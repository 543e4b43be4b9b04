//! Abstract states and their call contexts.
//!
//! The call context is a persistent stack: pushing or popping returns a new
//! stack and never touches the old one, so any number of states can share a
//! context and a state that changes call depth can never disturb the others.
//! Sharing is `O(1)` (a reference-count bump).

use std::fmt;
use std::rc::Rc;

use crate::manager::Formula;
use crate::types::{EdgeId, NodeId, StateId};

/// One pending call: where to return to, and the abstraction at the call.
#[derive(Debug, Copy, Clone, PartialEq, Eq, Hash)]
pub struct ContextFrame {
    pub return_abstraction: Formula,
    pub return_location: NodeId,
}

#[derive(Debug)]
struct ContextNode {
    frame: ContextFrame,
    rest: CallContext,
    depth: usize,
}

/// Shadow call stack of an abstract state.
#[derive(Debug, Clone, Default)]
pub struct CallContext(Option<Rc<ContextNode>>);

impl CallContext {
    pub fn empty() -> Self {
        CallContext(None)
    }

    pub fn is_empty(&self) -> bool {
        self.0.is_none()
    }

    pub fn depth(&self) -> usize {
        self.0.as_ref().map_or(0, |node| node.depth)
    }

    pub fn top(&self) -> Option<&ContextFrame> {
        self.0.as_ref().map(|node| &node.frame)
    }

    /// A new context with `frame` on top of this one.
    pub fn push(&self, frame: ContextFrame) -> CallContext {
        CallContext(Some(Rc::new(ContextNode {
            frame,
            rest: self.clone(),
            depth: self.depth() + 1,
        })))
    }

    /// The top frame and the context below it, or `None` if empty.
    pub fn pop(&self) -> Option<(ContextFrame, CallContext)> {
        self.0
            .as_ref()
            .map(|node| (node.frame, node.rest.clone()))
    }

    /// Whether both contexts are the very same stack instance.
    pub fn ptr_eq(&self, other: &CallContext) -> bool {
        match (&self.0, &other.0) {
            (None, None) => true,
            (Some(a), Some(b)) => Rc::ptr_eq(a, b),
            _ => false,
        }
    }

    /// Frames from the top of the stack down.
    pub fn frames(&self) -> impl Iterator<Item = &ContextFrame> {
        let mut current = self.0.as_deref();
        std::iter::from_fn(move || {
            let node = current?;
            current = node.rest.0.as_deref();
            Some(&node.frame)
        })
    }
}

/// Structural equality: same depth and pairwise equal frames.
impl PartialEq for CallContext {
    fn eq(&self, other: &Self) -> bool {
        if self.ptr_eq(other) {
            return true;
        }
        self.depth() == other.depth() && self.frames().eq(other.frames())
    }
}

impl Eq for CallContext {}

impl fmt::Display for CallContext {
    fn fmt(&self, f: &mut fmt::Formatter<'_>) -> fmt::Result {
        write!(f, "[")?;
        for (i, frame) in self.frames().enumerate() {
            if i > 0 {
                write!(f, ", ")?;
            }
            write!(f, "{}", frame.return_location)?;
        }
        write!(f, "]")
    }
}

/// A node of the abstract reachability tree.
#[derive(Debug, Clone)]
pub struct AbstractState {
    id: StateId,
    location: NodeId,
    abstraction: Formula,
    parent: Option<StateId>,
    incoming: Option<EdgeId>,
    context: CallContext,
    covered: bool,
}

impl AbstractState {
    /// A root state: no parent, empty context.
    pub fn initial(id: StateId, location: NodeId, abstraction: Formula) -> Self {
        Self {
            id,
            location,
            abstraction,
            parent: None,
            incoming: None,
            context: CallContext::empty(),
            covered: false,
        }
    }

    /// A state reached from `parent` along `edge`.
    pub fn successor(
        id: StateId,
        location: NodeId,
        abstraction: Formula,
        parent: StateId,
        edge: EdgeId,
        context: CallContext,
    ) -> Self {
        Self {
            id,
            location,
            abstraction,
            parent: Some(parent),
            incoming: Some(edge),
            context,
            covered: false,
        }
    }

    pub fn id(&self) -> StateId {
        self.id
    }

    pub fn location(&self) -> NodeId {
        self.location
    }

    pub fn abstraction(&self) -> Formula {
        self.abstraction
    }

    pub fn parent(&self) -> Option<StateId> {
        self.parent
    }

    /// The edge this state was computed along, `None` for the root.
    pub fn incoming(&self) -> Option<EdgeId> {
        self.incoming
    }

    pub fn context(&self) -> &CallContext {
        &self.context
    }

    pub fn is_covered(&self) -> bool {
        self.covered
    }

    pub fn set_covered(&mut self, covered: bool) {
        self.covered = covered;
    }

    /// Whether both states have structurally equal call contexts.
    pub fn same_context(&self, other: &AbstractState) -> bool {
        self.context == other.context
    }
}

/// Identity is the id alone.
impl PartialEq for AbstractState {
    fn eq(&self, other: &Self) -> bool {
        self.id == other.id
    }
}

impl Eq for AbstractState {}

impl std::hash::Hash for AbstractState {
    fn hash<H: std::hash::Hasher>(&self, state: &mut H) {
        self.id.hash(state);
    }
}

impl fmt::Display for AbstractState {
    fn fmt(&self, f: &mut fmt::Formatter<'_>) -> fmt::Result {
        write!(
            f,
            "{}@{} {} abs={}{}",
            self.id,
            self.location,
            self.context,
            self.abstraction,
            if self.covered { " (covered)" } else { "" }
        )
    }
}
────
The problem:
Output each record precisely as given.

Answer box:
repository 543e4b43be4b9b04
//! Abstract states and their call contexts.
//!
//! The call context is a persistent stack: pushing or popping returns a new
//! stack and never touches the old one, so any number of states can share a
//! context and a state that changes call depth can never disturb the others.
//! Sharing is `O(1)` (a reference-count bump).

use std::fmt;
use std::rc::Rc;

use crate::manager::Formula;
use crate::types::{EdgeId, NodeId, StateId};

/// One pending call: where to return to, and the abstraction at the call.
#[derive(Debug, Copy, Clone, PartialEq, Eq, Hash)]
pub struct ContextFrame {
    pub return_abstraction: Formula,
    pub return_location: NodeId,
}

#[derive(Debug)]
struct ContextNode {
    frame: ContextFrame,
    rest: CallContext,
    depth: usize,
}

/// Shadow call stack of an abstract state.
#[derive(Debug, Clone, Default)]
pub struct CallContext(Option<Rc<ContextNode>>);

impl CallContext {
    pub fn empty() -> Self {
        CallContext(None)
    }

    pub fn is_empty(&self) -> bool {
        self.0.is_none()
    }

    pub fn depth(&self) -> usize {
        self.0.as_ref().map_or(0, |node| node.depth)
    }

    pub fn top(&self) -> Option<&ContextFrame> {
        self.0.as_ref().map(|node| &node.frame)
    }

    /// A new context with `frame` on top of this one.
    pub fn push(&self, frame: ContextFrame) -> CallContext {
        CallContext(Some(Rc::new(ContextNode {
            frame,
            rest: self.clone(),
            depth: self.depth() + 1,
        })))
    }

    /// The top frame and the context below it, or `None` if empty.
    pub fn pop(&self) -> Option<(ContextFrame, CallContext)> {
        self.0
            .as_ref()
            .map(|node| (node.frame, node.rest.clone()))
    }

    /// Whether both contexts are the very same stack instance.
    pub fn ptr_eq(&self, other: &CallContext) -> bool {
        match (&self.0, &other.0) {
            (None, None) => true,
            (Some(a), Some(b)) => Rc::ptr_eq(a, b),
            _ => false,
        }
    }

    /// Frames from the top of the stack down.
    pub fn frames(&self) -> impl Iterator<Item = &ContextFrame> {
        let mut current = self.0.as_deref();
        std::iter::from_fn(move || {
            let node = current?;
            current = node.rest.0.as_deref();
            Some(&node.frame)
        })
    }
}

/// Structural equality: same depth and pairwise equal frames.
impl PartialEq for CallContext {
    fn eq(&self, other: &Self) -> bool {
        if self.ptr_eq(other) {
            return true;
        }
        self.depth() == other.depth() && self.frames().eq(other.frames())
    }
}

impl Eq for CallContext {}

impl fmt::Display for CallContext {
    fn fmt(&self, f: &mut fmt::Formatter<'_>) -> fmt::Result {
        write!(f, "[")?;
        for (i, frame) in self.frames().enumerate() {
            if i > 0 {
                write!(f, ", ")?;
            }
            write!(f, "{}", frame.return_location)?;
        }
        write!(f, "]")
    }
}

/// A node of the abstract reachability tree.
#[derive(Debug, Clone)]
pub struct AbstractState {
    id: StateId,
    location: NodeId,
    abstraction: Formula,
    parent: Option<StateId>,
    incoming: Option<EdgeId>,
    context: CallContext,
    covered: bool,
}

impl AbstractState {
    /// A root state: no parent, empty context.
    pub fn initial(id: StateId, location: NodeId, abstraction: Formula) -> Self {
        Self {
            id,
            location,
            abstraction,
            parent: None,
            incoming: None,
            context: CallContext::empty(),
            covered: false,
        }
    }

    /// A state reached from `parent` along `edge`.
    pub fn successor(
        id: StateId,
        location: NodeId,
        abstraction: Formula,
        parent: StateId,
        edge: EdgeId,
        context: CallContext,
    ) -> Self {
        Self {
            id,
            location,
            abstraction,
            parent: Some(parent),
            incoming: Some(edge),
            context,
            covered: false,
        }
    }

    pub fn id(&self) -> StateId {
        self.id
    }

    pub fn location(&self) -> NodeId {
        self.location
    }

    pub fn abstraction(&self) -> Formula {
        self.abstraction
    }

    pub fn parent(&self) -> Option<StateId> {
        self.parent
    }

    /// The edge this state was computed along, `None` for the root.
    pub fn incoming(&self) -> Option<EdgeId> {
        self.incoming
    }

    pub fn context(&self) -> &CallContext {
        &self.context
    }

    pub fn is_covered(&self) -> bool {
        self.covered
    }

    pub fn set_covered(&mut self, covered: bool) {
        self.covered = covered;
    }

    /// Whether both states have structurally equal call contexts.
    pub fn same_context(&self, other: &AbstractState) -> bool {
        self.context == other.context
    }
}

/// Identity is the id alone.
impl PartialEq for AbstractState {
    fn eq(&self, other: &Self) -> bool {
        self.id == other.id
    }
}

impl Eq for AbstractState {}

impl std::hash::Hash for AbstractState {
    fn hash<H: std::hash::Hasher>(&self, state: &mut H) {
        self.id.hash(state);
    }
}

impl fmt::Display for AbstractState {
    fn fmt(&self, f: &mut fmt::Formatter<'_>) -> fmt::Result {
        write!(
            f,
            "{}@{} {} abs={}{}",
            self.id,
            self.location,
            self.context,
            self.abstraction,
            if self.covered { " (covered)" } else { "" }
        )
    }
}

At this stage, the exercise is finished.